=== Work task ===
Please set down all of the data below verbatim.
**** Listed entries
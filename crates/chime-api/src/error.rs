//! API error types and JSON error response formatting.
//!
//! ApiError provides a consistent JSON error response format across all
//! endpoints, mapping engine errors to appropriate HTTP status codes.

use axum::http::StatusCode;
use axum::response::{IntoResponse, Response};
use axum::Json;
use chime_engine::SchedulerError;
use serde::{Deserialize, Serialize};

/// JSON error response body.
#[derive(Debug, Serialize, Deserialize)]
pub struct ErrorBody {
    /// Machine-readable error code (e.g., "bad_request", "not_found").
    pub error: String,
    /// Human-readable error message.
    pub message: String,
}

/// API error type that maps to HTTP status codes and JSON responses.
#[derive(Debug)]
pub enum ApiError {
    /// 400 Bad Request - missing or invalid parameters.
    BadRequest(String),
    /// 404 Not Found - entry does not exist or already finished.
    NotFound(String),
    /// 409 Conflict - the registry is full.
    Conflict(String),
    /// 422 Unprocessable Entity - the command could not be understood.
    UnprocessableEntity(String),
    /// 500 Internal Server Error - unexpected server error.
    Internal(String),
    /// 503 Service Unavailable - shutting down.
    ServiceUnavailable(String),
}

impl ApiError {
    pub fn status(&self) -> StatusCode {
        match self {
            ApiError::BadRequest(_) => StatusCode::BAD_REQUEST,
            ApiError::NotFound(_) => StatusCode::NOT_FOUND,
            ApiError::Conflict(_) => StatusCode::CONFLICT,
            ApiError::UnprocessableEntity(_) => StatusCode::UNPROCESSABLE_ENTITY,
            ApiError::Internal(_) => StatusCode::INTERNAL_SERVER_ERROR,
            ApiError::ServiceUnavailable(_) => StatusCode::SERVICE_UNAVAILABLE,
        }
    }
}

impl IntoResponse for ApiError {
    fn into_response(self) -> Response {
        let status = self.status();
        let (error_code, message) = match self {
            ApiError::BadRequest(msg) => ("bad_request", msg),
            ApiError::NotFound(msg) => ("not_found", msg),
            ApiError::Conflict(msg) => ("conflict", msg),
            ApiError::UnprocessableEntity(msg) => ("unprocessable_entity", msg),
            ApiError::Internal(msg) => ("internal_error", msg),
            ApiError::ServiceUnavailable(msg) => ("service_unavailable", msg),
        };

        let body = ErrorBody {
            error: error_code.to_string(),
            message,
        };

        (status, Json(body)).into_response()
    }
}

impl From<SchedulerError> for ApiError {
    fn from(err: SchedulerError) -> Self {
        match err {
            SchedulerError::ShuttingDown => ApiError::ServiceUnavailable(err.to_string()),
            SchedulerError::CapacityExceeded { .. } => ApiError::Conflict(err.to_string()),
            SchedulerError::InvalidDeadline(_) => ApiError::UnprocessableEntity(err.to_string()),
            _ => ApiError::Internal(err.to_string()),
        }
    }
}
********
=== Response to this task ===
filename crates/chime-api/src/error.rs
//! API error types and JSON error response formatting.
//!
//! ApiError provides a consistent JSON error response format across all
//! endpoints, mapping engine errors to appropriate HTTP status codes.

use axum::http::StatusCode;
use axum::response::{IntoResponse, Response};
use axum::Json;
use chime_engine::SchedulerError;
use serde::{Deserialize, Serialize};

/// JSON error response body.
#[derive(Debug, Serialize, Deserialize)]
pub struct ErrorBody {
    /// Machine-readable error code (e.g., "bad_request", "not_found").
    pub error: String,
    /// Human-readable error message.
    pub message: String,
}

/// API error type that maps to HTTP status codes and JSON responses.
#[derive(Debug)]
pub enum ApiError {
    /// 400 Bad Request - missing or invalid parameters.
    BadRequest(String),
    /// 404 Not Found - entry does not exist or already finished.
    NotFound(String),
    /// 409 Conflict - the registry is full.
    Conflict(String),
    /// 422 Unprocessable Entity - the command could not be understood.
    UnprocessableEntity(String),
    /// 500 Internal Server Error - unexpected server error.
    Internal(String),
    /// 503 Service Unavailable - shutting down.
    ServiceUnavailable(String),
}

impl ApiError {
    pub fn status(&self) -> StatusCode {
        match self {
            ApiError::BadRequest(_) => StatusCode::BAD_REQUEST,
            ApiError::NotFound(_) => StatusCode::NOT_FOUND,
            ApiError::Conflict(_) => StatusCode::CONFLICT,
            ApiError::UnprocessableEntity(_) => StatusCode::UNPROCESSABLE_ENTITY,
            ApiError::Internal(_) => StatusCode::INTERNAL_SERVER_ERROR,
            ApiError::ServiceUnavailable(_) => StatusCode::SERVICE_UNAVAILABLE,
        }
    }
}

impl IntoResponse for ApiError {
    fn into_response(self) -> Response {
        let status = self.status();
        let (error_code, message) = match self {
            ApiError::BadRequest(msg) => ("bad_request", msg),
            ApiError::NotFound(msg) => ("not_found", msg),
            ApiError::Conflict(msg) => ("conflict", msg),
            ApiError::UnprocessableEntity(msg) => ("unprocessable_entity", msg),
            ApiError::Internal(msg) => ("internal_error", msg),
            ApiError::ServiceUnavailable(msg) => ("service_unavailable", msg),
        };

        let body = ErrorBody {
            error: error_code.to_string(),
            message,
        };

        (status, Json(body)).into_response()
    }
}

impl From<SchedulerError> for ApiError {
    fn from(err: SchedulerError) -> Self {
        match err {
            SchedulerError::ShuttingDown => ApiError::ServiceUnavailable(err.to_string()),
            SchedulerError::CapacityExceeded { .. } => ApiError::Conflict(err.to_string()),
            SchedulerError::InvalidDeadline(_) => ApiError::UnprocessableEntity(err.to_string()),
            _ => ApiError::Internal(err.to_string()),
        }
    }
}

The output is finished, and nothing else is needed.